CAFUNÉ, UMA OBRA ABERTA
por Dominique Valansi




A pré-estréia de Cafuné, primeiro longa-metragem de Bruno Vianna foi a atração da sessão de 19 de agosto do projeto PROFESSOR VAI DE GRAÇA AO CINEMA, do Oficina Cine-Escola. Mais do que uma obra da nova safra de diretores cariocas, o filme marca o início da distribuição de filmes nacionais pelo Grupo Estação, que trouxe ao país títulos como o “cultBuena Vista Social Club.

Além disso, Cafuné é também o filme precursor no país a estrear ao mesmo tempo nas salas de cinema e na Internet, com direitos abertos para quem quiser fazer download ou até reeditar o final do filme. Leia como foi este debate cheio de assuntos atuais.

A obra e o autor

Todo rodado com tecnologia digital, Cafuné é a história do romance entre uma jovem de classe média alta da Zona Sul do Rio de Janeiro, Débora (Priscila Assum) e Marquinhos (Lúcio Andrey), pobre e morador da favela. Mesmo em uma cidade tão habituada a contrastes, a relação acaba tendo que enfrentar muitos preconceitos para continuar. O filme traça um desenho interior das personagens, que muito jovens, se deparam com a vida adulta num ambiente de violência e preconceito e vivem um relacionamento fadado a não dar certo.

Na conversa que teve com os professores, o diretor contou que a relação entre o morro e o asfalto fala muito a respeito dele. Não é por acaso que todos os seus filmes falam sobre a favela. “O morro exerce sobre mim um fascínio até antropológico, tenho uma imensa vontade de me comunicar com este outro mundo”.

Para Cafuné, ele procurou trazer um ponto de vista raramente explorado. O espectador está acostumado a ver filmes feitos pela classe média sobre a favela, mas a classe média quase não se insere no foco da discussão, sem olhar para si. Bruno apontou as lentes para o “asfalto”. “Quis mostrar como a violência está afetando aqui embaixo. É até um tema menos nobre, mas mais pessoal. Mostrar o esvaziamento da cidade, a falta de trabalho. Nos anos 70, era aqui no Rio que tudo acontecia. De uns anos para , o mercado de trabalho se esvaziou e este foi o ponto de partida para o filme”.

Pouco conhecido do grande público, Bruno Vianna tem uma carreira premiada como curta-metragista. Formado em cinema pela Universidade Federal Fluminense, segundo o diretorfundamental para sua carreira”, ele dirigiu: Geraldo Voador (1994), Rosa (1997), Tudo Dominado (2002) e Nevasca Tropical (2003), que podem ser assistidos pela Internet no site Porta Curtas (www.portacurtas.com.br).

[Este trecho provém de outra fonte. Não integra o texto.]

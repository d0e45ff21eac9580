pub mod financial_summary;

pub use financial_summary::{
    debt_to_income_ratio, DebtHealth, FinancialSummary, SummaryResponse, HEALTHY_RATIO_LIMIT,
    WARNING_RATIO_LIMIT,
};
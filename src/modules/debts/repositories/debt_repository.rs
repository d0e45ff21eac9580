// MySQL persistence for debt records
//
// - Batch insert of a whole installment plan (single transaction)
// - Per-user reads ordered by due date
// - Paid-state updates and deletes scoped to the owning user

use async_trait::async_trait;
use chrono::NaiveDate;
use sqlx::{MySql, MySqlPool, Transaction};

use crate::core::{AppError, Result};
use crate::modules::debts::models::Debt;

#[async_trait]
pub trait DebtRepository: Send + Sync {
    /// Insert every record or none of them
    async fn create_batch(&self, debts: &[Debt]) -> Result<()>;

    async fn find_by_id(&self, user_id: &str, id: &str) -> Result<Option<Debt>>;

    /// All debts for a user, due date ascending
    async fn list_by_user(&self, user_id: &str) -> Result<Vec<Debt>>;

    /// Unpaid debts due on or after `from`, due date ascending
    async fn list_unpaid_due_from(
        &self,
        user_id: &str,
        from: NaiveDate,
        limit: i64,
        offset: i64,
    ) -> Result<Vec<Debt>>;

    /// Unpaid debts due within `[from, to]`, due date ascending
    async fn list_unpaid_due_between(
        &self,
        user_id: &str,
        from: NaiveDate,
        to: NaiveDate,
    ) -> Result<Vec<Debt>>;

    /// Flip an unpaid debt to paid using `debt.paid_at`
    ///
    /// Returns false when no unpaid row matched, so of two racing payers
    /// exactly one succeeds.
    async fn update_payment(&self, debt: &Debt) -> Result<bool>;

    /// Returns false when nothing matched
    async fn delete(&self, user_id: &str, id: &str) -> Result<bool>;
}

const DEBT_COLUMNS: &str = r#"
    id, user_id, plan_id, amount, installment_amount, installment_number,
    total_installments, due_date, note, paid, paid_at, date, created_at, updated_at
"#;

pub struct MySqlDebtRepository {
    pool: MySqlPool,
}

impl MySqlDebtRepository {
    pub fn new(pool: MySqlPool) -> Self {
        Self { pool }
    }

    async fn insert_with_tx(&self, tx: &mut Transaction<'_, MySql>, debt: &Debt) -> Result<()> {
        sqlx::query(
            r#"
            INSERT INTO debts (
                id, user_id, plan_id, amount, installment_amount, installment_number,
                total_installments, due_date, note, paid, paid_at, date, created_at, updated_at
            ) VALUES (?, ?, ?, ?, ?, ?, ?, ?, ?, ?, ?, ?, ?, ?)
            "#,
        )
        .bind(&debt.id)
        .bind(&debt.user_id)
        .bind(&debt.plan_id)
        .bind(debt.amount)
        .bind(debt.installment_amount)
        .bind(debt.installment_number)
        .bind(debt.total_installments)
        .bind(debt.due_date)
        .bind(&debt.note)
        .bind(debt.paid)
        .bind(debt.paid_at)
        .bind(debt.date)
        .bind(debt.created_at)
        .bind(debt.updated_at)
        .execute(tx.as_mut())
        .await
        .map_err(|e| AppError::Internal(format!("Failed to insert debt: {}", e)))?;

        Ok(())
    }
}

#[async_trait]
impl DebtRepository for MySqlDebtRepository {
    async fn create_batch(&self, debts: &[Debt]) -> Result<()> {
        if debts.is_empty() {
            return Ok(());
        }

        let mut tx = self.pool.begin().await
            .map_err(|e| AppError::Internal(format!("Failed to start transaction: {}", e)))?;

        // Dropping `tx` on an early return rolls the batch back
        for debt in debts {
            self.insert_with_tx(&mut tx, debt).await?;
        }

        tx.commit().await
            .map_err(|e| AppError::Internal(format!("Failed to commit transaction: {}", e)))?;

        Ok(())
    }

    async fn find_by_id(&self, user_id: &str, id: &str) -> Result<Option<Debt>> {
        let sql = format!("SELECT {} FROM debts WHERE id = ? AND user_id = ?", DEBT_COLUMNS);
        let debt = sqlx::query_as::<_, Debt>(&sql)
            .bind(id)
            .bind(user_id)
            .fetch_optional(&self.pool)
            .await?;

        Ok(debt)
    }

    async fn list_by_user(&self, user_id: &str) -> Result<Vec<Debt>> {
        let sql = format!(
            "SELECT {} FROM debts WHERE user_id = ? ORDER BY due_date ASC, installment_number ASC",
            DEBT_COLUMNS
        );
        let debts = sqlx::query_as::<_, Debt>(&sql)
            .bind(user_id)
            .fetch_all(&self.pool)
            .await?;

        Ok(debts)
    }

    async fn list_unpaid_due_from(
        &self,
        user_id: &str,
        from: NaiveDate,
        limit: i64,
        offset: i64,
    ) -> Result<Vec<Debt>> {
        let sql = format!(
            r#"
            SELECT {} FROM debts
            WHERE user_id = ? AND paid = FALSE AND due_date >= ?
            ORDER BY due_date ASC, installment_number ASC
            LIMIT ? OFFSET ?
            "#,
            DEBT_COLUMNS
        );
        let debts = sqlx::query_as::<_, Debt>(&sql)
            .bind(user_id)
            .bind(from)
            .bind(limit)
            .bind(offset)
            .fetch_all(&self.pool)
            .await?;

        Ok(debts)
    }

    async fn list_unpaid_due_between(
        &self,
        user_id: &str,
        from: NaiveDate,
        to: NaiveDate,
    ) -> Result<Vec<Debt>> {
        let sql = format!(
            r#"
            SELECT {} FROM debts
            WHERE user_id = ? AND paid = FALSE AND due_date BETWEEN ? AND ?
            ORDER BY due_date ASC, installment_number ASC
            "#,
            DEBT_COLUMNS
        );
        let debts = sqlx::query_as::<_, Debt>(&sql)
            .bind(user_id)
            .bind(from)
            .bind(to)
            .fetch_all(&self.pool)
            .await?;

        Ok(debts)
    }

    async fn update_payment(&self, debt: &Debt) -> Result<bool> {
        let rows_affected = sqlx::query(
            r#"
            UPDATE debts
            SET paid = TRUE, paid_at = ?, updated_at = ?
            WHERE id = ? AND user_id = ? AND paid = FALSE
            "#,
        )
        .bind(debt.paid_at)
        .bind(debt.updated_at)
        .bind(&debt.id)
        .bind(&debt.user_id)
        .execute(&self.pool)
        .await
        .map_err(|e| AppError::Internal(format!("Failed to update debt: {}", e)))?
        .rows_affected();

        Ok(rows_affected > 0)
    }

    async fn delete(&self, user_id: &str, id: &str) -> Result<bool> {
        let rows_affected = sqlx::query("DELETE FROM debts WHERE id = ? AND user_id = ?")
            .bind(id)
            .bind(user_id)
            .execute(&self.pool)
            .await?
            .rows_affected();

        Ok(rows_affected > 0)
    }
}
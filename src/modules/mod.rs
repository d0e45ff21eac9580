pub mod debts;
pub mod health;
pub mod installments;
pub mod summary;
pub mod transactions;
pub mod users;
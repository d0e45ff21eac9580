pub mod debt;

pub use debt::{
    debt_base_note, CreateDebtRequest, CreateDebtResponse, Debt, DebtListResponse, DebtResponse,
    DebtStatus, DEBT_NOTE_SUFFIX,
};
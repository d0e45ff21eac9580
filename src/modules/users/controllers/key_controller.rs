// HTTP handlers for API key management
//
// Endpoints:
// - DELETE /api/keys/current - Revoke the key used for this request

use std::sync::Arc;

use actix_web::{web, HttpRequest, HttpResponse};

use crate::core::{AppError, Result};
use crate::middleware::auth::{AuthenticatedUser, API_KEY_HEADER};
use crate::modules::users::models::key_digest;
use crate::modules::users::services::KeyService;

/// DELETE /api/keys/current
pub async fn revoke_current_key(
    service: web::Data<Arc<KeyService>>,
    user: AuthenticatedUser,
    req: HttpRequest,
) -> Result<HttpResponse> {
    let api_key = req
        .headers()
        .get(API_KEY_HEADER)
        .and_then(|h| h.to_str().ok())
        .map(str::trim)
        .ok_or_else(|| AppError::unauthorized("Missing X-API-Key header"))?;

    service.revoke(&user.user_id, &key_digest(api_key)).await?;
    Ok(HttpResponse::NoContent().finish())
}

pub fn configure(cfg: &mut web::ServiceConfig) {
    cfg.route("/keys/current", web::delete().to(revoke_current_key));
}
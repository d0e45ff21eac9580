pub mod transaction_repository;

pub use transaction_repository::{MySqlTransactionRepository, TransactionRepository};
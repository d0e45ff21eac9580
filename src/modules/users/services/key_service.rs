use std::sync::Arc;

use tracing::info;

use crate::core::{AppError, AuthStateStore, Result};
use crate::modules::users::repositories::UserRepository;

/// API key lifecycle for signed-in users
pub struct KeyService {
    users: Arc<dyn UserRepository>,
    store: Arc<AuthStateStore>,
}

impl KeyService {
    pub fn new(users: Arc<dyn UserRepository>, store: Arc<AuthStateStore>) -> Self {
        Self { users, store }
    }

    /// Deactivate a key in the user store, then drop it from the auth cache
    pub async fn revoke(&self, user_id: &str, key_digest: &str) -> Result<()> {
        if !self.users.deactivate_key(user_id, key_digest).await? {
            return Err(AppError::not_found("API key not found"));
        }

        self.store.revoke_key(key_digest);
        info!(user_id = user_id, "API key revoked");
        Ok(())
    }
}
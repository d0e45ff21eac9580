use crate::core::{AppError, Result};
use std::env;

/// Server configuration for HTTP server
#[derive(Debug, Clone)]
pub struct ServerConfig {
    pub host: String,
    pub port: u16,
    pub workers: usize,
}

impl ServerConfig {
    pub fn new(host: String, port: u16) -> Self {
        Self {
            host,
            port,
            workers: default_workers(),
        }
    }

    pub fn from_env() -> Result<Self> {
        let host = env::var("SERVER_HOST").unwrap_or_else(|_| "127.0.0.1".to_string());
        let port = env::var("SERVER_PORT")
            .unwrap_or_else(|_| "8080".to_string())
            .parse()
            .map_err(|_| AppError::Configuration("Invalid SERVER_PORT".to_string()))?;

        let mut config = Self::new(host, port);
        if let Ok(workers) = env::var("SERVER_WORKERS") {
            config.workers = workers
                .parse()
                .ok()
                .filter(|w| *w > 0)
                .ok_or_else(|| AppError::Configuration("Invalid SERVER_WORKERS".to_string()))?;
        }

        Ok(config)
    }

    pub fn bind_address(&self) -> String {
        format!("{}:{}", self.host, self.port)
    }
}

fn default_workers() -> usize {
    std::thread::available_parallelism()
        .map(|n| n.get())
        .unwrap_or(2)
}
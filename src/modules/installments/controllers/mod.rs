pub mod installment_controller;

pub use installment_controller::configure;
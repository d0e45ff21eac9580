//! Fintrack personal finance service
//!
//! Tracks income, expenses and debts per user. Debts taken on a tenor are
//! split into monthly installments by the installment planner and stored as
//! one record per installment.

pub mod config;
pub mod core;
pub mod middleware;
pub mod modules;

use actix_web::web;

// Re-export commonly used types
pub use modules::debts;
pub use modules::installments;
pub use modules::summary;
pub use modules::transactions;
pub use modules::users;

/// Register every authenticated route under the caller's scope
///
/// Handlers expect `web::Data<Arc<DebtService>>`, `web::Data<Arc<TransactionService>>`,
/// `web::Data<Arc<SummaryService>>`, `web::Data<Arc<KeyService>>` and
/// `web::Data<LedgerConfig>` to be registered.
pub fn configure_api(cfg: &mut web::ServiceConfig) {
    cfg.configure(debts::controllers::configure)
        .configure(installments::controllers::configure)
        .configure(transactions::controllers::configure)
        .configure(summary::controllers::configure)
        .configure(users::controllers::configure);
}
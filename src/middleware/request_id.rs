use actix_web::{
    dev::{forward_ready, Service, ServiceRequest, ServiceResponse, Transform},
    http::header::{HeaderName, HeaderValue},
    Error, HttpMessage,
};
use futures_util::future::LocalBoxFuture;
use std::future::{ready, Ready};
use uuid::Uuid;

pub const REQUEST_ID_HEADER: &str = "x-request-id";

/// Request id stored in request extensions
#[derive(Debug, Clone, PartialEq, Eq)]
pub struct RequestIdValue(pub String);

/// Tags each request with an id, taken from `X-Request-ID` or generated,
/// and echoes it on the response
pub struct RequestId;

impl<S, B> Transform<S, ServiceRequest> for RequestId
where
    S: Service<ServiceRequest, Response = ServiceResponse<B>, Error = Error>,
    S::Future: 'static,
    B: 'static,
{
    type Response = ServiceResponse<B>;
    type Error = Error;
    type InitError = ();
    type Transform = RequestIdMiddleware<S>;
    type Future = Ready<Result<Self::Transform, Self::InitError>>;

    fn new_transform(&self, service: S) -> Self::Future {
        ready(Ok(RequestIdMiddleware { service }))
    }
}

pub struct RequestIdMiddleware<S> {
    service: S,
}

impl<S, B> Service<ServiceRequest> for RequestIdMiddleware<S>
where
    S: Service<ServiceRequest, Response = ServiceResponse<B>, Error = Error>,
    S::Future: 'static,
    B: 'static,
{
    type Response = ServiceResponse<B>;
    type Error = Error;
    type Future = LocalBoxFuture<'static, Result<Self::Response, Self::Error>>;

    forward_ready!(service);

    fn call(&self, req: ServiceRequest) -> Self::Future {
        let request_id = req
            .headers()
            .get(REQUEST_ID_HEADER)
            .and_then(|h| h.to_str().ok())
            .filter(|s| !s.is_empty() && s.len() <= 128)
            .map(|s| s.to_string())
            .unwrap_or_else(|| Uuid::new_v4().to_string());

        req.extensions_mut()
            .insert(RequestIdValue(request_id.clone()));

        tracing::debug!(
            request_id = %request_id,
            method = %req.method(),
            path = %req.path(),
            "Incoming request"
        );

        let fut = self.service.call(req);

        Box::pin(async move {
            let mut res = fut.await?;

            if let Ok(value) = HeaderValue::from_str(&request_id) {
                res.headers_mut()
                    .insert(HeaderName::from_static(REQUEST_ID_HEADER), value);
            }

            Ok(res)
        })
    }
}
use std::sync::Arc;

use chrono::{NaiveDate, NaiveDateTime, Utc};
use rust_decimal::Decimal;
use tracing::{info, warn};
use uuid::Uuid;

use crate::config::LedgerConfig;
use crate::core::{AppError, Currency, MonthCalendar, Result};
use crate::modules::debts::models::{debt_base_note, CreateDebtRequest, Debt};
use crate::modules::debts::repositories::DebtRepository;
use crate::modules::installments::models::Installment;
use crate::modules::installments::services::InstallmentPlanner;

/// Largest page accepted by the upcoming debts listing
pub const MAX_UPCOMING_PAGE: i64 = 100;

/// A persisted installment plan
#[derive(Debug, Clone)]
pub struct CreatedDebtPlan {
    pub plan_id: String,
    /// In installment order
    pub debts: Vec<Debt>,
}

impl CreatedDebtPlan {
    pub fn debt_ids(&self) -> Vec<String> {
        self.debts.iter().map(|d| d.id.clone()).collect()
    }
}

/// Debt creation workflow and debt bookkeeping
pub struct DebtService {
    debt_repo: Arc<dyn DebtRepository>,
    ledger: LedgerConfig,
}

impl DebtService {
    pub fn new(debt_repo: Arc<dyn DebtRepository>, ledger: LedgerConfig) -> Self {
        Self { debt_repo, ledger }
    }

    pub fn ledger(&self) -> &LedgerConfig {
        &self.ledger
    }

    /// Plan a debt without persisting anything
    ///
    /// Applies the same validation and note formatting as
    /// [`DebtService::create_debt_with_tenor`], so the preview matches what
    /// would be stored.
    pub fn preview(&self, request: &CreateDebtRequest) -> Result<Vec<Installment>> {
        let currency = request.currency.unwrap_or(self.ledger.currency);
        self.validate_request(request, currency)?;

        InstallmentPlanner::new(currency).plan(
            request.total_amount,
            request.tenor,
            request.start_date,
            &debt_base_note(request.note.as_deref()),
        )
    }

    /// Split a debt into monthly installments and store one record per installment
    ///
    /// # Business Rules
    /// - Tenor must be between 1 and the configured maximum
    /// - The total must be expressible in the currency and cover at least one
    ///   minor unit per installment
    /// - All records are written in one transaction; a failed write leaves nothing behind
    pub async fn create_debt_with_tenor(
        &self,
        user_id: &str,
        request: CreateDebtRequest,
    ) -> Result<CreatedDebtPlan> {
        let installments = self.preview(&request)?;

        let plan_id = Uuid::new_v4().to_string();
        let now = Utc::now().naive_utc();
        let debts: Vec<Debt> = installments
            .iter()
            .map(|installment| Debt::from_installment(user_id, &plan_id, installment, now))
            .collect();

        info!(
            user_id = user_id,
            plan_id = plan_id.as_str(),
            tenor = request.tenor,
            total = %request.total_amount,
            "Creating debt plan"
        );

        if let Err(e) = self.debt_repo.create_batch(&debts).await {
            warn!(
                user_id = user_id,
                plan_id = plan_id.as_str(),
                error = %e,
                "Debt plan rolled back"
            );
            return Err(e);
        }

        Ok(CreatedDebtPlan { plan_id, debts })
    }

    /// All debts for a user, due date ascending
    pub async fn list_debts(&self, user_id: &str) -> Result<Vec<Debt>> {
        self.debt_repo.list_by_user(user_id).await
    }

    /// Unpaid debts due today or later
    pub async fn upcoming_debts(
        &self,
        user_id: &str,
        today: NaiveDate,
        limit: Option<i64>,
        offset: i64,
    ) -> Result<Vec<Debt>> {
        let limit = limit.unwrap_or(self.ledger.upcoming_debts_limit);
        if !(1..=MAX_UPCOMING_PAGE).contains(&limit) {
            return Err(AppError::validation(format!(
                "limit must be between 1 and {}",
                MAX_UPCOMING_PAGE
            )));
        }
        if offset < 0 {
            return Err(AppError::validation("offset cannot be negative"));
        }

        self.debt_repo
            .list_unpaid_due_from(user_id, today, limit, offset)
            .await
    }

    /// Unpaid debts due in the calendar month containing `today`
    pub async fn debts_due_in_month(&self, user_id: &str, today: NaiveDate) -> Result<Vec<Debt>> {
        self.debt_repo
            .list_unpaid_due_between(
                user_id,
                MonthCalendar::start_of_month(today),
                MonthCalendar::end_of_month(today),
            )
            .await
    }

    /// Mark one of the user's debts as paid
    pub async fn mark_as_paid(&self, user_id: &str, debt_id: &str) -> Result<Debt> {
        self.mark_as_paid_at(user_id, debt_id, Utc::now().naive_utc())
            .await
    }

    pub async fn mark_as_paid_at(
        &self,
        user_id: &str,
        debt_id: &str,
        now: NaiveDateTime,
    ) -> Result<Debt> {
        let mut debt = self
            .debt_repo
            .find_by_id(user_id, debt_id)
            .await?
            .filter(|d| d.belongs_to(user_id))
            .ok_or_else(|| AppError::not_found("Debt not found"))?;

        debt.mark_as_paid(now)?;
        if !self.debt_repo.update_payment(&debt).await? {
            // Lost a race: re-read to tell a concurrent payment from a delete
            return match self.debt_repo.find_by_id(user_id, debt_id).await? {
                Some(current) if current.paid => Err(AppError::validation(format!(
                    "Debt {} is already paid",
                    debt_id
                ))),
                _ => Err(AppError::not_found("Debt not found")),
            };
        }

        info!(
            user_id = user_id,
            debt_id = debt_id,
            amount = %debt.amount,
            "Debt marked as paid"
        );

        Ok(debt)
    }

    pub async fn delete_debt(&self, user_id: &str, debt_id: &str) -> Result<()> {
        if !self.debt_repo.delete(user_id, debt_id).await? {
            return Err(AppError::not_found("Debt not found"));
        }
        info!(user_id = user_id, debt_id = debt_id, "Debt deleted");
        Ok(())
    }

    fn validate_request(&self, request: &CreateDebtRequest, currency: Currency) -> Result<()> {
        if request.tenor < 1 {
            return Err(AppError::InvalidTenor(request.tenor));
        }

        if request.tenor > self.ledger.max_tenor {
            return Err(AppError::validation(format!(
                "Tenor must be at most {} months, got {}",
                self.ledger.max_tenor, request.tenor
            )));
        }

        if request.total_amount <= Decimal::ZERO {
            return Err(AppError::validation("Total amount must be positive"));
        }

        currency
            .validate_amount(request.total_amount)
            .map_err(AppError::Validation)?;

        let base = InstallmentPlanner::new(currency).base_amount(request.total_amount, request.tenor);
        if base < currency.smallest_unit() {
            return Err(AppError::validation(format!(
                "{} is too small to split into {} installments",
                currency.format_amount(request.total_amount),
                request.tenor
            )));
        }

        Ok(())
    }
}

/// Sum of unpaid amounts
pub fn total_unpaid(debts: &[Debt]) -> Decimal {
    debts.iter().filter(|d| !d.paid).map(|d| d.amount).sum()
}
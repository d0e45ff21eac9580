use chrono::NaiveDate;
use rust_decimal::Decimal;
use serde::{Deserialize, Serialize};

use crate::core::Currency;

/// One scheduled partial payment of a larger debt.
///
/// Produced by the planner as part of a batch and never mutated afterwards;
/// paid state lives on the persisted debt record.
#[derive(Debug, Clone, PartialEq, Eq, Serialize)]
pub struct Installment {
    amount: Decimal,
    due_date: NaiveDate,
    sequence_label: String,
    installment_index: u32,
    total_installments: u32,
}

impl Installment {
    pub(crate) fn new(
        amount: Decimal,
        due_date: NaiveDate,
        sequence_label: String,
        installment_index: u32,
        total_installments: u32,
    ) -> Self {
        Self {
            amount,
            due_date,
            sequence_label,
            installment_index,
            total_installments,
        }
    }

    pub fn amount(&self) -> Decimal {
        self.amount
    }

    pub fn due_date(&self) -> NaiveDate {
        self.due_date
    }

    pub fn sequence_label(&self) -> &str {
        &self.sequence_label
    }

    /// Zero-based position in the batch
    pub fn installment_index(&self) -> u32 {
        self.installment_index
    }

    /// One-based position, as shown to users ("2" in "2/3")
    pub fn installment_number(&self) -> u32 {
        self.installment_index + 1
    }

    pub fn total_installments(&self) -> u32 {
        self.total_installments
    }

    pub fn is_last(&self) -> bool {
        self.installment_number() == self.total_installments
    }
}

/// Body of POST /api/installments/preview
#[derive(Debug, Clone, Deserialize)]
pub struct InstallmentPlanRequest {
    pub total_amount: Decimal,
    pub tenor: i32,
    pub start_date: NaiveDate,
    #[serde(default)]
    pub note: Option<String>,
    /// Overrides the ledger currency for precision
    #[serde(default)]
    pub currency: Option<Currency>,
}

#[derive(Debug, Serialize)]
pub struct InstallmentResponse {
    pub installment_number: u32,
    pub total_installments: u32,
    pub amount: String,
    pub due_date: String,
    pub note: String,
}

impl From<&Installment> for InstallmentResponse {
    fn from(installment: &Installment) -> Self {
        Self {
            installment_number: installment.installment_number(),
            total_installments: installment.total_installments(),
            amount: installment.amount().to_string(),
            due_date: installment.due_date().to_string(),
            note: installment.sequence_label().to_string(),
        }
    }
}

/// Response for POST /api/installments/preview
#[derive(Debug, Serialize)]
pub struct InstallmentPlanResponse {
    pub currency: Currency,
    pub total_amount: String,
    pub tenor: i32,
    /// Human-readable regular installment, e.g. "IDR 333333"
    pub installment_amount_display: String,
    pub installments: Vec<InstallmentResponse>,
}
use async_trait::async_trait;
use sqlx::MySqlPool;
use uuid::Uuid;

use crate::core::{AppError, Principal, Result};
use crate::modules::users::models::User;

/// Identity lookups for API key authentication
#[async_trait]
pub trait UserRepository: Send + Sync {
    /// Resolve an active API key digest to its owner
    async fn find_principal_by_key_digest(&self, key_digest: &str) -> Result<Option<Principal>>;

    /// Stamp last use of a key; failures are not fatal to the request
    async fn record_key_use(&self, key_digest: &str) -> Result<()>;

    /// Create the user and key if the key is unknown. Returns the owning user id.
    async fn ensure_user_with_key(&self, display_name: &str, key_digest: &str) -> Result<String>;

    /// Mark one of the user's keys inactive. Returns false when no active key matched.
    async fn deactivate_key(&self, user_id: &str, key_digest: &str) -> Result<bool>;
}

pub struct MySqlUserRepository {
    pool: MySqlPool,
}

impl MySqlUserRepository {
    pub fn new(pool: MySqlPool) -> Self {
        Self { pool }
    }
}

#[async_trait]
impl UserRepository for MySqlUserRepository {
    async fn find_principal_by_key_digest(&self, key_digest: &str) -> Result<Option<Principal>> {
        let user = sqlx::query_as::<_, User>(
            r#"
            SELECT u.id, u.display_name, u.email, u.created_at, u.updated_at
            FROM api_keys k
            JOIN users u ON u.id = k.user_id
            WHERE k.key_hash = ? AND k.is_active = TRUE
            LIMIT 1
            "#,
        )
        .bind(key_digest)
        .fetch_optional(&self.pool)
        .await?;

        Ok(user.map(|u| u.principal()))
    }

    async fn record_key_use(&self, key_digest: &str) -> Result<()> {
        sqlx::query("UPDATE api_keys SET last_used_at = NOW(6) WHERE key_hash = ?")
            .bind(key_digest)
            .execute(&self.pool)
            .await?;
        Ok(())
    }

    async fn ensure_user_with_key(&self, display_name: &str, key_digest: &str) -> Result<String> {
        // Revoked keys still own their row, so look up regardless of is_active
        let existing: Option<String> =
            sqlx::query_scalar("SELECT user_id FROM api_keys WHERE key_hash = ? LIMIT 1")
                .bind(key_digest)
                .fetch_optional(&self.pool)
                .await?;
        if let Some(user_id) = existing {
            return Ok(user_id);
        }

        let mut tx = self.pool.begin().await
            .map_err(|e| AppError::Internal(format!("Failed to start transaction: {}", e)))?;

        let user_id = Uuid::new_v4().to_string();
        sqlx::query("INSERT INTO users (id, display_name) VALUES (?, ?)")
            .bind(&user_id)
            .bind(display_name)
            .execute(tx.as_mut())
            .await?;

        sqlx::query("INSERT INTO api_keys (id, user_id, key_hash) VALUES (?, ?, ?)")
            .bind(Uuid::new_v4().to_string())
            .bind(&user_id)
            .bind(key_digest)
            .execute(tx.as_mut())
            .await?;

        tx.commit().await
            .map_err(|e| AppError::Internal(format!("Failed to commit transaction: {}", e)))?;

        tracing::info!(user_id = %user_id, "Bootstrapped user with API key");
        Ok(user_id)
    }

    async fn deactivate_key(&self, user_id: &str, key_digest: &str) -> Result<bool> {
        let rows_affected = sqlx::query(
            "UPDATE api_keys SET is_active = FALSE WHERE key_hash = ? AND user_id = ? AND is_active = TRUE",
        )
        .bind(key_digest)
        .bind(user_id)
        .execute(&self.pool)
        .await?
        .rows_affected();

        Ok(rows_affected > 0)
    }
}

Tecnologia aumenta a produtividade

Segundo o diretor, “toda a equipe tinha em comum o objetivo de fazer um filme de baixo orçamento. Sem a tecnologia digital teria sido impossível bancar a produção com o orçamento que recebemos no edital de produção de filme de Longa Metragem de Baixo Orçamento do Ministério da Cultura (2003), de R$ 600 mil reais. Enquanto uma lata de filme 35mm tem o custo alto, uma hora de fita digital custa R$ 20,00”, explicou. Porém como era obrigatório pelo regulamento fazer uma cópia em 35mm, foram gastos cerca de R$ 170 mil para converter o digital em película. Mesmo com esta despesa, o filme pagou a equipe, cobriu todos os seus gastos e ainda sobrou um dinheiro para a distribuição. O objetivo passou a ser não um sucesso de bilheteria, mas uma grande audiência: que alcance platéias e espaços normalmente inacessíveis.

A distribuição digital também permitiu que o diretor brincasse com o final e disponibilizasse duas versões, uma para as salas com equipamento digital e outra para os cinemas “à moda antiga”. Além disso, na Internet o espectador ainda poderá assistir algumas cenas que foram cortadas.

Sofware Livre

Como o filme foi selecionado pelo Programa Petrobras Cultural 2005 e com isso bancou sua distribuição, Bruno decidiu disponibilizar o filme inteiro para download gratuito em sites de programas como o E-Mule (www.e-mule.com). “O Grupo Estação abraçou de cara essa idéia de usar os canais de distribuição para obras de direitos autorais abertos (o chamado copyleft), ou a licença Creative Commons (www.creativecommons.org.br).

O lançamento de Cafuné dessa maneira é uma experiência nova. O que hoje já é feito na música, passa agora a ser feito com o cinema. Depois da democratização da produção (com o advento das câmeras digitais), começa uma fase em que a distribuição está sendo oficialmente democratizada.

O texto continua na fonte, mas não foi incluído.